Democrats often think they’re the women’s rights party. Is that true?

When I heard some of the things that Hillary had done in the courts and those women that had come forward about the sexual harassment allegations against her husband, I went wow, OK, that does not move women ahead at all. I saw her as advancing her own agenda while deliberately squashing the rights of some women who got in her way. Then you go OK, well, what did Trump say and what are some of the things that he said in the past? From my perspective there’s a slight difference, and it might not be a whole lot. I don’t want to condone anything. But in terms of what I saw with who he selected for his campaign manager — she was the first woman to get a president elected. That’s a really huge deal.

He’s identifying some women that haven’t been identified before. I’m really glad he put Nikki Haley on the international stage. She’s amazing. I think Trump is focused on talent acquisition; I don’t think he leans toward gender “rights” and integration.
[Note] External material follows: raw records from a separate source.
use crate::calc::round_2_decimals;
use crate::model::{
    Defect, DefectCode, GradeEntry, GradeType, PeriodKey, RawGradeEntry, Scheme, Subject, SCALE_20,
};
use serde::Serialize;
use std::collections::BTreeMap;

/// Effective /20 note per subject for one period. `None` means "no grade",
/// which is different from an earned 0.
pub type SubjectResults = BTreeMap<String, Option<f64>>;

#[derive(Debug, Clone, PartialEq, Serialize)]
#[serde(rename_all = "camelCase")]
pub struct NormalizedPeriod {
    pub period: PeriodKey,
    pub entries: Vec<GradeEntry>,
    pub results: SubjectResults,
    pub defects: Vec<Defect>,
}

/// Resolves raw store entries into the canonical shape and drops the ones
/// that cannot be graded.
pub fn canonicalize(raw: &[RawGradeEntry], period: PeriodKey) -> (Vec<GradeEntry>, Vec<Defect>) {
    let mut entries = Vec::with_capacity(raw.len());
    let mut defects = Vec::new();

    for r in raw {
        let Some(subject_id) = r.subject_id() else {
            Defect::new(DefectCode::MissingSubject, "grade without a subject reference")
                .period(period)
                .record(&mut defects);
            continue;
        };
        let kind = match period.scheme() {
            Scheme::Primary => None,
            Scheme::Secondary => match r.kind {
                Some(k) => Some(k),
                None => {
                    Defect::new(
                        DefectCode::MissingGradeType,
                        "secondary grade without classe/composition type",
                    )
                    .subject(&subject_id)
                    .period(period)
                    .record(&mut defects);
                    continue;
                }
            },
        };

        let scale = kind.map(GradeType::scale).unwrap_or(SCALE_20);
        if !r.note.is_finite() || r.note < 0.0 || r.note > scale {
            Defect::new(
                DefectCode::NoteOutOfScale,
                format!("note {} outside 0..{}", r.note, scale),
            )
            .subject(&subject_id)
            .period(period)
            .record(&mut defects);
            continue;
        }

        entries.push(GradeEntry {
            subject_name: r.subject_name().map(str::to_string),
            coefficient: r.subject_coefficient(),
            subject_id,
            kind,
            note: r.note,
            date: r.date,
        });
    }

    (entries, defects)
}

/// Derives one result per subject. Every class subject gets a key, graded or not.
pub fn subject_results(period: PeriodKey, entries: &[GradeEntry], subjects: &[Subject]) -> SubjectResults {
    // Latest dated entry wins per (subject, type); undated entries sort first
    // and equal dates keep the later one in input order.
    let mut latest: BTreeMap<(&str, Option<GradeType>), &GradeEntry> = BTreeMap::new();
    for e in entries {
        let key = (e.subject_id.as_str(), e.kind);
        match latest.get(&key).map(|prev| prev.date > e.date) {
            Some(true) => {
                tracing::debug!(subject = %e.subject_id, %period, "older duplicate grade ignored");
            }
            Some(false) => {
                tracing::debug!(subject = %e.subject_id, %period, "duplicate grade replaced by later entry");
                latest.insert(key, e);
            }
            None => {
                latest.insert(key, e);
            }
        }
    }

    let mut out: SubjectResults = subjects.iter().map(|s| (s.id.clone(), None)).collect();
    for e in entries {
        out.entry(e.subject_id.clone()).or_insert(None);
    }

    for (subject_id, result) in out.iter_mut() {
        *result = match period.scheme() {
            Scheme::Primary => latest.get(&(subject_id.as_str(), None)).map(|e| e.note),
            Scheme::Secondary => {
                let classe = latest.get(&(subject_id.as_str(), Some(GradeType::Classe)));
                let composition = latest.get(&(subject_id.as_str(), Some(GradeType::Composition)));
                match (classe, composition) {
                    (Some(c), Some(k)) => Some(round_2_decimals((c.note + k.note / 2.0) / 2.0)),
                    _ => None,
                }
            }
        };
    }
    out
}

pub fn normalize_period(period: PeriodKey, raw: &[RawGradeEntry], subjects: &[Subject]) -> NormalizedPeriod {
    let (entries, defects) = canonicalize(raw, period);
    let results = subject_results(period, &entries, subjects);
    NormalizedPeriod {
        period,
        entries,
        results,
        defects,
    }
}
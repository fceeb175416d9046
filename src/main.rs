use anyhow::Context;
use bulletind::{config, ipc, telemetry};
use std::io::{self, BufRead, Write};

fn main() -> anyhow::Result<()> {
    telemetry::init_tracing();

    let state = ipc::AppState::new(config::load_from_env()?);
    tracing::info!(version = env!("CARGO_PKG_VERSION"), "bulletind ready");

    let stdin = io::stdin();
    let mut stdout = io::stdout();

    for line in stdin.lock().lines() {
        let line = match line {
            Ok(v) => v,
            Err(e) => {
                tracing::error!(error = %e, "stdin read failed");
                break;
            }
        };
        if line.trim().is_empty() {
            continue;
        }

        let req: ipc::Request = match serde_json::from_str(&line) {
            Ok(v) => v,
            Err(e) => {
                // Can't reply without id.
                tracing::warn!(error = %e, "unparseable request");
                let resp = ipc::rejected(ipc::ErrorCode::BadJson, e.to_string());
                writeln!(stdout, "{}", resp).context("write response")?;
                stdout.flush().context("flush response")?;
                continue;
            }
        };

        let resp = ipc::handle_request(&state, req);
        writeln!(stdout, "{}", resp).context("write response")?;
        stdout.flush().context("flush response")?;
    }

    tracing::info!("stdin closed, exiting");
    Ok(())
}
use crate::calc::{self, CoefficientTable};
use crate::ipc::error::{err, ok, ErrorCode};
use crate::ipc::helpers::{effective_config, ok_value, optional, required};
use crate::ipc::types::{AppState, Request};
use crate::model::{PeriodKey, RawGradeEntry, Scheme, Subject};
use crate::normalize::{self, SubjectResults};
use serde_json::json;

fn handle_grades_normalize(_state: &AppState, req: &Request) -> serde_json::Value {
    let period: PeriodKey = match required(req, "period") {
        Ok(v) => v,
        Err(e) => return e,
    };
    let grades: Vec<RawGradeEntry> = match required(req, "grades") {
        Ok(v) => v,
        Err(e) => return e,
    };
    let subjects: Vec<Subject> = match optional(req, "subjects") {
        Ok(v) => v,
        Err(e) => return e,
    };

    let normalized = normalize::normalize_period(period, &grades, &subjects);
    ok_value(req, &normalized)
}

fn handle_averages_period(_state: &AppState, req: &Request) -> serde_json::Value {
    let results: SubjectResults = match required(req, "results") {
        Ok(v) => v,
        Err(e) => return e,
    };
    let subjects: Vec<Subject> = match optional(req, "subjects") {
        Ok(v) => v,
        Err(e) => return e,
    };

    let mut defects = Vec::new();
    let table = CoefficientTable::from_subjects(&subjects, &mut defects);
    let avg = calc::compute_period_average(&results, &table);
    ok(
        &req.id,
        json!({
            "totalWeighted": avg.total_weighted,
            "totalCoefficient": avg.total_coefficient,
            "average": avg.average,
            "gradedSubjects": avg.graded_subjects,
            "defects": defects,
        }),
    )
}

fn handle_averages_annual(state: &AppState, req: &Request) -> serde_json::Value {
    let cfg = match effective_config(state, req) {
        Ok(v) => v,
        Err(e) => return e,
    };
    let scheme: Scheme = match required(req, "scheme") {
        Ok(v) => v,
        Err(e) => return e,
    };
    let period_averages: Vec<Option<f64>> = match required(req, "periodAverages") {
        Ok(v) => v,
        Err(e) => return e,
    };

    let max_periods = PeriodKey::all(scheme).len();
    if period_averages.len() > max_periods {
        return err(
            &req.id,
            ErrorCode::BadParams,
            format!("periodAverages has more than {} entries", max_periods),
            Some(json!({ "count": period_averages.len() })),
        );
    }

    let annual =
        calc::compute_annual_average(&period_averages, scheme, cfg.primary_annual_divisor);
    ok(&req.id, json!({ "annualAverage": annual }))
}

pub fn try_handle(state: &AppState, req: &Request) -> Option<serde_json::Value> {
    match req.method.as_str() {
        "grades.normalize" => Some(handle_grades_normalize(state, req)),
        "averages.period" => Some(handle_averages_period(state, req)),
        "averages.annual" => Some(handle_averages_annual(state, req)),
        _ => None,
    }
}
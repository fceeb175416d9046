use crate::bulletin;
use crate::ipc::error::ok;
use crate::ipc::helpers::{effective_config, ok_value, optional, required};
use crate::ipc::types::{AppState, Request};
use crate::model::BulletinRecord;
use crate::ranking::RankingSnapshot;
use serde_json::json;

fn handle_bulletin_assemble(state: &AppState, req: &Request) -> serde_json::Value {
    let cfg = match effective_config(state, req) {
        Ok(v) => v,
        Err(e) => return e,
    };
    let record: BulletinRecord = match required(req, "bulletin") {
        Ok(v) => v,
        Err(e) => return e,
    };
    let peers: Vec<BulletinRecord> = match optional(req, "classBulletins") {
        Ok(v) => v,
        Err(e) => return e,
    };
    let snapshots: Vec<RankingSnapshot> = match optional(req, "rankings") {
        Ok(v) => v,
        Err(e) => return e,
    };

    let view = bulletin::assemble(&record, &peers, &snapshots, &cfg);
    ok_value(req, &view)
}

fn handle_bulletin_assemble_class(state: &AppState, req: &Request) -> serde_json::Value {
    let cfg = match effective_config(state, req) {
        Ok(v) => v,
        Err(e) => return e,
    };
    let records: Vec<BulletinRecord> = match required(req, "bulletins") {
        Ok(v) => v,
        Err(e) => return e,
    };
    let snapshots: Vec<RankingSnapshot> = match optional(req, "rankings") {
        Ok(v) => v,
        Err(e) => return e,
    };

    let views = bulletin::assemble_class(&records, &snapshots, &cfg);
    ok(&req.id, json!({ "bulletins": views }))
}

pub fn try_handle(state: &AppState, req: &Request) -> Option<serde_json::Value> {
    match req.method.as_str() {
        "bulletin.assemble" => Some(handle_bulletin_assemble(state, req)),
        "bulletin.assembleClass" => Some(handle_bulletin_assemble_class(state, req)),
        _ => None,
    }
}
It’s about how best to meet the objectives of the organization, and it seems to me that he hires based on talent that he believes will further those objectives. That is the kind of thinking that will advance women. The Republican Party is moving in the right direction. I really was not sure a couple of years ago.

Why weren’t you sure about the direction the GOP was headed?

When the tea party came on strong a few years ago, I felt things were swinging too far to the right and I didn’t feel I was adequately represented by the GOP, even though I do still consider myself fiscally conservative and socially moderate. The pendulum had swung pretty far to the right. It seemed that the moderate majority was not being heard. After Mitt Romney’s loss, I do think the GOP was fractured. But I always liked Senator Hatch and Senator Kennedy. They’re examples of politicians who got stuff done.

Nobody back in D.C. really knows how to come together and figure out where the commonalities are. I didn’t know whose fault that was, but I just figured we’ve got to start by looking at ourselves. I’m not sure I recognized this party because we were so far to the right.

Why should women dream big in 2017?

I think we are on the cusp of no longer having to fight for our position as women. What I mean by that is I think we’re very close to gender not even being relevant anymore. It might be 10, 20, 30 years away when we reach a point where it’s not that someone is a female president — she’s just the president. I think that’s when we’ve really made it. Then we’ve stopped having to define these different demographics. We will look past gender, race and religion and only looking at talent as we make decisions in both the public and private sector. In many cases, I believe we are there. But I think society is missing a key factor that can’t be ignored. It’s one that the military is starting to understand better as they look at why talented women choose to transition out of the military even though they are on a great promotional trajectory. Women are more likely than men to have the innate desire to look after their children. As more careers allow for supreme flexibility in leadership career paths, we will see more talented women “climb the ladder.”

A previous version of this article misstated Sharlene Hawkes’ title. It was Miss America, not Miss USA.